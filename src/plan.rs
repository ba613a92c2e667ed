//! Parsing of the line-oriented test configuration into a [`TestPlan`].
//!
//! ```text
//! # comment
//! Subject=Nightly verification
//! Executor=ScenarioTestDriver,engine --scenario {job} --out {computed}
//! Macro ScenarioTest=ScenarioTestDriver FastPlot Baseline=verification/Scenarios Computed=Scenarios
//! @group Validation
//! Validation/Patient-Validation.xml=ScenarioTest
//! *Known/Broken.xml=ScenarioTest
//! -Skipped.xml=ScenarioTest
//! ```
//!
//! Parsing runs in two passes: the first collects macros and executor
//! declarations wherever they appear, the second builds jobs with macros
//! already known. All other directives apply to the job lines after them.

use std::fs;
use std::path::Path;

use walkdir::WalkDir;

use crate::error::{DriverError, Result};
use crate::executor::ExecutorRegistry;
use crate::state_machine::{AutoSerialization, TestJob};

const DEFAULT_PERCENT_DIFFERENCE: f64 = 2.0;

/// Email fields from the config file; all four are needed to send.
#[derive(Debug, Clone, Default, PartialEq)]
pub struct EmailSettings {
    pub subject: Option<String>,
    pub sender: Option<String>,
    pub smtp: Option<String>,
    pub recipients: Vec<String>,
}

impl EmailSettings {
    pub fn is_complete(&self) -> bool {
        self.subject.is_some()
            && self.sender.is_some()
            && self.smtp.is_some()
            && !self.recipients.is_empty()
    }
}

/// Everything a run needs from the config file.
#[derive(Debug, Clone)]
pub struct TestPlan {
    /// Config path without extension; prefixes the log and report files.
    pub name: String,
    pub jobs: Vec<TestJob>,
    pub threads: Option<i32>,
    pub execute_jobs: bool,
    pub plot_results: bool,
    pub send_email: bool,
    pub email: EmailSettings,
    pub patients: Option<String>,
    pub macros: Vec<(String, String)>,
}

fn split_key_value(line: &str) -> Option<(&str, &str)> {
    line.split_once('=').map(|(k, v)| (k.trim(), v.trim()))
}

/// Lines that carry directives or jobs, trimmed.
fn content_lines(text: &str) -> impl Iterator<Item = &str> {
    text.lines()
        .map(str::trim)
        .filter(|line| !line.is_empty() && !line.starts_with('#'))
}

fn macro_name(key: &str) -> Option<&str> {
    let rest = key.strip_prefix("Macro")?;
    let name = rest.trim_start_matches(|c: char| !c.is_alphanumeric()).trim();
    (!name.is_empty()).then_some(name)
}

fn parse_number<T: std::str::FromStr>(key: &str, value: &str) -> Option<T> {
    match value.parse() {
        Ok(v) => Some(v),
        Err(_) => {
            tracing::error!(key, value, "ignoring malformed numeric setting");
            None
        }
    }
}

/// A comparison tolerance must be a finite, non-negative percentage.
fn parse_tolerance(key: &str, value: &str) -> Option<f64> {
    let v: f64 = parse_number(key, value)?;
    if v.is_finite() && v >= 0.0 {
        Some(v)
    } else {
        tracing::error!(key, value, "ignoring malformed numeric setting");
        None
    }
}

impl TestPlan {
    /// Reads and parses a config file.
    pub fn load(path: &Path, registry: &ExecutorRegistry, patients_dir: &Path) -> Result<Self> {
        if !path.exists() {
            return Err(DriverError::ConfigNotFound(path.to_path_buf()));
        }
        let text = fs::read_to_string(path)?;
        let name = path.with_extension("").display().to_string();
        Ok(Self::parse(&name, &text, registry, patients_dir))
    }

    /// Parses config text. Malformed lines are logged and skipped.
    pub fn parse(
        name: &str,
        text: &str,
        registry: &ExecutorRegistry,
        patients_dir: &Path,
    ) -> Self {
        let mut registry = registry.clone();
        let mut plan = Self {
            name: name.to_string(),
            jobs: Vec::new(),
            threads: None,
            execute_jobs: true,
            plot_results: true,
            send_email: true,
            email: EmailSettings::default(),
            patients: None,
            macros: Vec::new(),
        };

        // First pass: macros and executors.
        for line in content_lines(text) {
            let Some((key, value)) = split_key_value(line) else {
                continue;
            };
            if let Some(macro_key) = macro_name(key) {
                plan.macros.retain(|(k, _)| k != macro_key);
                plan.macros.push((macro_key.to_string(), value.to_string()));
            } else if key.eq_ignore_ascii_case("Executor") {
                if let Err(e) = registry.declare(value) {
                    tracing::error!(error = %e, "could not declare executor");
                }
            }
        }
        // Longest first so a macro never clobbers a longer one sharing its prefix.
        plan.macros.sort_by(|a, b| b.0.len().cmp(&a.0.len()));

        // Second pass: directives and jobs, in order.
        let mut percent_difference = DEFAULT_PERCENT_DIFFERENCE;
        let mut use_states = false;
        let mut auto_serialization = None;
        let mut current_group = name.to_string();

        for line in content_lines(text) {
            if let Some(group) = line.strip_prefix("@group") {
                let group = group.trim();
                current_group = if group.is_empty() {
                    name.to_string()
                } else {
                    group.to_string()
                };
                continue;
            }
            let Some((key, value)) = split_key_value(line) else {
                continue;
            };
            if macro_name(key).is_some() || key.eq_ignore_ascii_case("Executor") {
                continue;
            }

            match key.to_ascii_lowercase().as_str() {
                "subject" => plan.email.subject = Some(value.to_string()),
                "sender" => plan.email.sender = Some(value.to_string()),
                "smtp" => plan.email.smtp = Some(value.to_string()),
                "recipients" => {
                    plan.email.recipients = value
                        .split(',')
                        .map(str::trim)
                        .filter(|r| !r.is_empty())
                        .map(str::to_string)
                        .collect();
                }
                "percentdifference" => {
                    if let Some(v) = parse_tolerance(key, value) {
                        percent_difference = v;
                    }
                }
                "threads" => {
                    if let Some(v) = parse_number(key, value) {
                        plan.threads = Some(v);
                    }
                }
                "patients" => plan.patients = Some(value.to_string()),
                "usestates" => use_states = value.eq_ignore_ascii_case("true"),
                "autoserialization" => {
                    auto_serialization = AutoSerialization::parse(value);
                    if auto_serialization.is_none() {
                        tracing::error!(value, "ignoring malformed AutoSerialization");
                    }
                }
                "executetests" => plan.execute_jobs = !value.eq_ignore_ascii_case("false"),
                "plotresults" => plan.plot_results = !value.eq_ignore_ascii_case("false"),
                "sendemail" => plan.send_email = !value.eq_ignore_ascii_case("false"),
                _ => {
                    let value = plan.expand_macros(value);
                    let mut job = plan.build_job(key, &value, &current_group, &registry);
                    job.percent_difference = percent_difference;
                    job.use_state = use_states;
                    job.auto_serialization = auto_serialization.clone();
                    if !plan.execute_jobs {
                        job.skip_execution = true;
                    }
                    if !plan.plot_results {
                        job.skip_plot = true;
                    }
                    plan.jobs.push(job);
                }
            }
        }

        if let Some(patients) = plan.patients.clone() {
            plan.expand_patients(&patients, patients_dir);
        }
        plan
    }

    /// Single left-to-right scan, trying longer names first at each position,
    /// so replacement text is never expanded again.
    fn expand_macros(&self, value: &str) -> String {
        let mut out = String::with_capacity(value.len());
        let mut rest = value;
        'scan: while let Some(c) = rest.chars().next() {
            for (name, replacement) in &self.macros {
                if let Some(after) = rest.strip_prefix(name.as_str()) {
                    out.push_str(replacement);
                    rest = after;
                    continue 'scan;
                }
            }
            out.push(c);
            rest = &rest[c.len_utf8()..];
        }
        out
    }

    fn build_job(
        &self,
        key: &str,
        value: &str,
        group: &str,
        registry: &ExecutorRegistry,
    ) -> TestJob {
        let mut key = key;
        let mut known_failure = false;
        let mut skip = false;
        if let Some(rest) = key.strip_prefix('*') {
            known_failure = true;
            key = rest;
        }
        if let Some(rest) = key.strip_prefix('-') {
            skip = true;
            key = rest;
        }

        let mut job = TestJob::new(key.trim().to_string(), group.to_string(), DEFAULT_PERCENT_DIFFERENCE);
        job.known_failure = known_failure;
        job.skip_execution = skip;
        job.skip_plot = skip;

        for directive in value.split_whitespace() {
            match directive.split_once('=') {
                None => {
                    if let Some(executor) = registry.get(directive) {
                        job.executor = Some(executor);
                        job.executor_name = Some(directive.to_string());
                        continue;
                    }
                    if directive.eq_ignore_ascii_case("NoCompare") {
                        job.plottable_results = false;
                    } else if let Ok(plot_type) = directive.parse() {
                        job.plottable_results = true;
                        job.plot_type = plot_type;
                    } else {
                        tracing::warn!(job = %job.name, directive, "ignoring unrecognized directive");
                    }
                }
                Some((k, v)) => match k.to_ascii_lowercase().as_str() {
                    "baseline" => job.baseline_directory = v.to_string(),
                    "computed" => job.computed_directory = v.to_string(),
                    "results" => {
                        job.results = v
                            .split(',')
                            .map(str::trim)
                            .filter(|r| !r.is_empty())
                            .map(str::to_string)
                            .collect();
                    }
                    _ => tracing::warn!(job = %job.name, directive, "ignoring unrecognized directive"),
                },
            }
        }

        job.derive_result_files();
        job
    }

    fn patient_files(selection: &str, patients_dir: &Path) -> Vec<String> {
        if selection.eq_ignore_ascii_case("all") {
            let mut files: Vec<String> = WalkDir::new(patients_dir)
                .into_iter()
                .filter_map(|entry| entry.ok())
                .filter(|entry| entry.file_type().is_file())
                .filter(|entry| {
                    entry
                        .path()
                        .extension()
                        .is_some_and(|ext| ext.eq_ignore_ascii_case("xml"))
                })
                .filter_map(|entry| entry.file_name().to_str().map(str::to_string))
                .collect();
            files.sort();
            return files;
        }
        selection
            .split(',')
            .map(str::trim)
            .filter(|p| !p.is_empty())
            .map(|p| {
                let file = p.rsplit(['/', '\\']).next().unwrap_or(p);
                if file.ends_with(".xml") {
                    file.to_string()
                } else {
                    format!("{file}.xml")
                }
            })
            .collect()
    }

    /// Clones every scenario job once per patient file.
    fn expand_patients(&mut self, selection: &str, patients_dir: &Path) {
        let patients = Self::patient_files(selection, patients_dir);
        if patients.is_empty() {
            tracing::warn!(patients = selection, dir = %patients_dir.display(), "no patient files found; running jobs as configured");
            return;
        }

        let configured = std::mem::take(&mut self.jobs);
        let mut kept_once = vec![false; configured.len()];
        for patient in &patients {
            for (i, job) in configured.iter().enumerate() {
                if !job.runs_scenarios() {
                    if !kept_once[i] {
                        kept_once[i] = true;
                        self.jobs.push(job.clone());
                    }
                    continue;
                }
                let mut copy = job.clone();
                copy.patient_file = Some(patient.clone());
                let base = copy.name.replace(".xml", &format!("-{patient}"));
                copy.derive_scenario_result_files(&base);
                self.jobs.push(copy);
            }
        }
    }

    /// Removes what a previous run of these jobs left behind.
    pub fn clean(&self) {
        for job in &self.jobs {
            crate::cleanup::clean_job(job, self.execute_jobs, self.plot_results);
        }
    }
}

——

> _Exercise_: Line count for the word "false": give the number of lines in the entries above that contain it, and nothing more.

> _Worked solution_: 8